When Cats suggested, “terrorists are running out to buy iPhones,” Vance responded by saying, he was “absolutely right.”
“If individuals who are seeking to do serious harm to our citizenry know they have a device that they can use with impunity and that the contents of their messages and images on their phones cannot be accessed by law enforcement that's going to be the terrorists’ community device of choice,” he added, according to the Daily Dot.
— Daily Dot Politics (@DotPolitics) April 20, 2015
In addition to Apple, Google is also incorporating encryption into its mobile devices. The two tech giants’ smartphones comprise 96 percent of the global market, the New York Post mentions.
“Apple has created a phone that is dark, that cannot be accessed by law enforcement even when a court has authorized us to look at its contents,” Vance said.
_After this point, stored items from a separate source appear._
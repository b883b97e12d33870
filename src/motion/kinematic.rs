use super::Trajectory;
use crate::vector::Vec2;

#[derive(Clone, Copy, Debug, PartialEq)]
pub struct Stationary {
    pub position: Vec2,
}

impl Stationary {
    pub fn new(position: Vec2) -> Stationary {
        Stationary { position }
    }
}

impl Trajectory for Stationary {
    fn advance(&mut self, _dt: f64) {}

    fn position(&self) -> Vec2 {
        self.position
    }

    fn velocity(&self) -> Vec2 {
        Vec2::zeros()
    }
}

#[derive(Clone, Copy, Debug, PartialEq)]
pub struct ConstantVelocity {
    pub position: Vec2,
    pub velocity: Vec2,
}

impl ConstantVelocity {
    pub fn new(position: Vec2, velocity: Vec2) -> ConstantVelocity {
        ConstantVelocity { position, velocity }
    }
}

impl Trajectory for ConstantVelocity {
    fn advance(&mut self, dt: f64) {
        self.position += self.velocity * dt;
    }

    fn position(&self) -> Vec2 {
        self.position
    }

    fn velocity(&self) -> Vec2 {
        self.velocity
    }
}

#[derive(Clone, Copy, Debug, PartialEq)]
pub struct ConstantAcceleration {
    pub position: Vec2,
    pub velocity: Vec2,
    pub acceleration: Vec2,
}

impl ConstantAcceleration {
    pub fn new(position: Vec2, velocity: Vec2, acceleration: Vec2) -> ConstantAcceleration {
        ConstantAcceleration {
            position,
            velocity,
            acceleration,
        }
    }
}

impl Trajectory for ConstantAcceleration {
    // Semi-implicit Euler: velocity first.
    fn advance(&mut self, dt: f64) {
        self.velocity += self.acceleration * dt;
        self.position += self.velocity * dt;
    }

    fn position(&self) -> Vec2 {
        self.position
    }

    fn velocity(&self) -> Vec2 {
        self.velocity
    }
}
In response, Vance wants police departments around the country to register their opposition with politicians and for hearings on the issue to take place.
On its website, Apple says that encryption is enabled “end-to-end” on its devices and that it has “no way to decrypt iMessage and FaceTime data when it’s in transit between devices.” Additionally, the company states, “We wouldn’t be able to comply with a wiretap order even if we wanted to.” Other features such as iCloud and Mail also offer some encryption protections.
Vance isn’t the only law enforcement official to come out against widespread encryption. In October, New York Police Department Commissioner Bill Bratton heavily criticized Apple and Google for the move, and FBI Director James Comey also blasted the development.
"There will come a day -- well it comes every day in this business -- when it will matter a great, great deal to the lives of people of all kinds that we be able to with judicial authorization gain access to a kidnapper's or a terrorist or a criminal's device,” Comey said. “I just want to make sure we have a good conversation in this country before that day comes.”
In a blog post at the Wall Street Journal, Amy Hess of the FBI clarified the bureau’s position on the issue, which has seen a surge in support since former government contractor Edward Snowden revealed a massive domestic and international surveillance operation. She said law enforcement officials will need “some degree of access” to encrypted messages in order to stop criminal and violent plots in the future.
“No one in this country should be beyond the law,” she wrote. “The notion that electronic devices and communications could never be unlocked or unencrypted – even when a judge has decided that the public interest requires accessing this data to find evidence — is troubling. It may be time to ask: Is that a cost we, as a society, are prepared to pay?”